Shannon: “This gives the you are what you eat phrase a whole new meaning,” my friend joked, happy to see her experiment working.

“What,” I scowled, with no control over my own facial muscles, “Are you saying I’m salty?” I felt a burning feeling throughout my body.

“Exactly, and if you eat this,” she handed me a cupcake. “You should be sweet.”

What is your character eating?

Writing Prompt: Day 205

205.jpgDay 205 of 365 Days of Writing Prompts: Write about a passionate, but unpopular artist.

Erin: People always looked at me a certain way when I would show them my work. I could see their judgements: I was wasting my time, no one would ever pay me, and I should focus on my “real” job. That didn’t stop me though. My art was for the love of it, not for any other gain. I bleed onto my canvases, sharing my view of the world was my only goal and that is what I was doing.

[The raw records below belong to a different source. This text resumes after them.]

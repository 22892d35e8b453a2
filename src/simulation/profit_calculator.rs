//! Profit Calculator Module
//!
//! Turns a sized opportunity into a go/no-go decision from the venues' own
//! quotes. Gas is estimated and reported alongside, but the decision is made
//! on the quote amounts alone.

use alloy::primitives::{I256, U256};

use super::equalizer::Opportunity;
use super::quote_fetcher::{Quote, QuoteSimulator};
use crate::dex::{TokenPair, Venue};
use crate::error::QuoteError;
use crate::math::signed_delta;
use crate::wallet::BalanceSnapshot;

/// Outcome of pricing one opportunity
#[derive(Debug, Clone, PartialEq, Eq)]
pub struct TradeDecision {
    pub go: bool,
    /// Base asset size that was quoted
    pub size: U256,
    /// Quote asset paid on the buy venue, forwarded to execution
    pub amount_in: U256,
    /// Quote asset received on the sell venue
    pub amount_out: U256,
    /// `amount_out - amount_in`
    pub net: I256,
    /// `gas_limit * gas_price`, display only
    pub estimated_gas_cost: U256,
    /// Set when quoting failed and the trade was rejected for liquidity
    pub liquidity_error: Option<QuoteError>,
}

impl TradeDecision {
    fn from_quote(quote: Quote, estimated_gas_cost: U256) -> Self {
        Self {
            go: quote.amount_out >= quote.amount_in,
            size: quote.size,
            amount_in: quote.amount_in,
            amount_out: quote.amount_out,
            net: signed_delta(quote.amount_out, quote.amount_in),
            estimated_gas_cost,
            liquidity_error: None,
        }
    }

    fn rejected(error: QuoteError, estimated_gas_cost: U256) -> Self {
        Self {
            go: false,
            size: U256::ZERO,
            amount_in: U256::ZERO,
            amount_out: U256::ZERO,
            net: I256::ZERO,
            estimated_gas_cost,
            liquidity_error: Some(error),
        }
    }
}

/// Holdings if the trade filled exactly at its quotes and burned the full
/// gas estimate
#[derive(Debug, Clone, PartialEq, Eq)]
pub struct Projection {
    pub before: BalanceSnapshot,
    pub native_after: U256,
    pub gas: U256,
    pub quote_after: U256,
    pub quote_gained: I256,
    /// `quote_gained - gas`, meaningful when quote is the wrapped native coin
    pub total: I256,
}

impl TradeDecision {
    pub fn project(&self, before: BalanceSnapshot) -> Projection {
        let gas = self.estimated_gas_cost;
        let quote_after = if self.net.is_negative() {
            before.quote.saturating_sub(self.net.unsigned_abs())
        } else {
            before.quote.saturating_add(self.net.unsigned_abs())
        };
        let gas_signed = I256::try_from(gas).unwrap_or(I256::MAX);

        Projection {
            before,
            native_after: before.native.saturating_sub(gas),
            gas,
            quote_after,
            quote_gained: self.net,
            total: self.net.saturating_sub(gas_signed),
        }
    }
}

pub struct ProfitabilityEvaluator {
    simulator: QuoteSimulator,
    gas_limit: u64,
    gas_price: U256,
}

impl ProfitabilityEvaluator {
    pub fn new(simulator: QuoteSimulator, gas_limit: u64, gas_price: U256) -> Self {
        Self {
            simulator,
            gas_limit,
            gas_price,
        }
    }

    pub fn estimated_gas_cost(&self) -> U256 {
        U256::from(self.gas_limit).saturating_mul(self.gas_price)
    }

    /// Quote the opportunity and decide. Quote failures never escape: they
    /// are logged and produce `go = false`.
    pub async fn evaluate(
        &self,
        buy: &dyn Venue,
        sell: &dyn Venue,
        pair: &TokenPair,
        opportunity: &Opportunity,
    ) -> TradeDecision {
        let gas = self.estimated_gas_cost();
        match self
            .simulator
            .simulate(buy, sell, pair, &opportunity.size)
            .await
        {
            Ok(quote) => {
                let decision = TradeDecision::from_quote(quote, gas);
                tracing::info!(
                    "{}: in {} out {} net {} (gas est. {} wei, not deducted) -> {}",
                    opportunity.direction,
                    decision.amount_in,
                    decision.amount_out,
                    decision.net,
                    gas,
                    if decision.go { "GO" } else { "NO GO" }
                );
                decision
            }
            Err(e) => {
                tracing::warn!("liquidity check failed for {}: {}", opportunity.direction, e);
                TradeDecision::rejected(e, gas)
            }
        }
    }
}
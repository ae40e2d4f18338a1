//! Direct solvers for dense and tridiagonal linear systems
//!
//! This crate solves `A x = b` without iteration, using classic
//! factorizations over real scalars.
//!
//! # Features
//!
//! - **Triangular Solves**: forward and backward substitution, bidiagonal Crout sweeps
//! - **Direct Solvers**: Gaussian elimination, LUP, Cholesky, Crout (tridiagonal)
//! - **Least Squares**: Householder QR for square and overdetermined systems
//! - **Dispatch**: select a solver by [`Method`], by name or by function
//! - **Fitting**: polynomial least squares through the normal equations
//! - **Generic Scalar Types**: Works with f64 and f32
//!
//! # Example
//!
//! ```
//! use math_direct_solvers::{lup_decompose, qr_solve_least_squares};
//! use ndarray::array;
//!
//! let a = array![[-2.0_f64, 5.0, 1.0], [0.0, 8.0, -7.0], [9.0, -4.0, -3.0]];
//! let b = array![1.0_f64, 1.0, 1.0];
//!
//! // Factorize once, solve many
//! let lup = lup_decompose(&a).unwrap();
//! let x = lup.solve(&b).unwrap();
//! let r = a.dot(&x) - &b;
//! assert!(r.iter().all(|v| v.abs() < 1e-12));
//!
//! // Fit a line through three points
//! let a = array![[1.0_f64, 0.0], [1.0, 1.0], [1.0, 2.0]];
//! let c = qr_solve_least_squares(&a, &array![1.0, 2.0, 4.0]).unwrap();
//! assert!((c[1] - 1.5).abs() < 1e-12);
//! ```

pub mod config;
pub mod direct;
pub mod dispatch;
pub mod error;
pub mod fitting;
pub mod generators;
pub mod traits;
pub mod triangular;

// Re-export main types
pub use config::{ConfigError, SolverConfig};
pub use error::{DirectError, Result};
pub use traits::RealField;

// Re-export triangular solves
pub use triangular::{
    backward_substitute, crout_backward_substitute, crout_forward_substitute, forward_substitute,
};

// Re-export direct solvers
pub use direct::{
    CholeskyDecomposition, CroutDecomposition, LupDecomposition, QrDecomposition,
    cholesky_decompose, cholesky_solve, crout_decompose, crout_solve, gauss_solve, lup_decompose,
    lup_solve, qr_decompose, qr_solve_least_squares,
};

// Re-export dispatch
pub use dispatch::{CustomSolver, DirectSolver, Method, SolverSelection, check_system, solve};

// Re-export fitting
pub use fitting::{FitStrategy, Polynomial, PolynomialFitter};
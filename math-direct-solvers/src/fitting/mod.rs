//! Polynomial least-squares fitting
//!
//! - [`Polynomial`]: monomial-basis polynomial with arithmetic and evaluation
//! - [`PolynomialFitter`]: fixed-degree fit through the normal equations
//! - [`find_best`]: degree selection by residual standard deviation

mod fitter;
mod polynomial;

pub use fitter::{BestFit, FitStrategy, PolynomialFitter, find_best, normal_matrix, normal_vector};
pub use polynomial::Polynomial;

Shannon: “Why do you always have to get so upset when people don’t understand your pieces? I know you think you’re this creative genius, but welcome to the world. People are allowed to have their opinions. Everybody gets criticized, you’re not the exception,” I blew up after he punched a hole through days of hard work.

“I know,” he snapped the wood panels over his leg a few times. “I know,” he repeated, throwing it to the ground. I’d never seen him this upset as he stopped down again and again until I forced him to stop. “I just want one person to get it,” he pleaded, begging me with his eyes.

“I get it,” I reminded him.

He shook his head, “No, I want someone who doesn’t know me. A person who doesn’t have a reason to get it,” he looked down. “Maybe it’s time to move on,” he shrugged and I saw the pain on his face right before he stormed off.

“What about your work,” I called after him. When he didn’t turn around, I took it upon myself to clean up. That’s when something strange happened. I picked up the canvas he destroyed, expecting the worse, but I saw the exact opposite. He had to see this.

Create a character that is creating something of their own.

Writing Prompt: Day 203

203.jpgDay 203 of 365 Days of Writing Prompts: Write about a character going somewhere late at night.

Erin: For my eighteenth birthday, my dad opened our water park up after dark. It was my favorite place and my favorite time. Going down the slides with only the stars and moon lighting the sky was a completely different experience. Water and darkness were my two biggest calming sources. Putting them together was the perfect present and a night I would never forget.

Shannon: Being outside late at night always puts me on edge. My senses heighten and I notice every sound, every movement, and it feels likes I’m in the wrong place. I’m my only defense and I’m not enough, not for all that’s awake at this time of night. Still I went to the woods. I wanted to be scared. I wanted to feel something else, and when you’re terrified that’s all you feel.

What is your character doing at that hour of the night?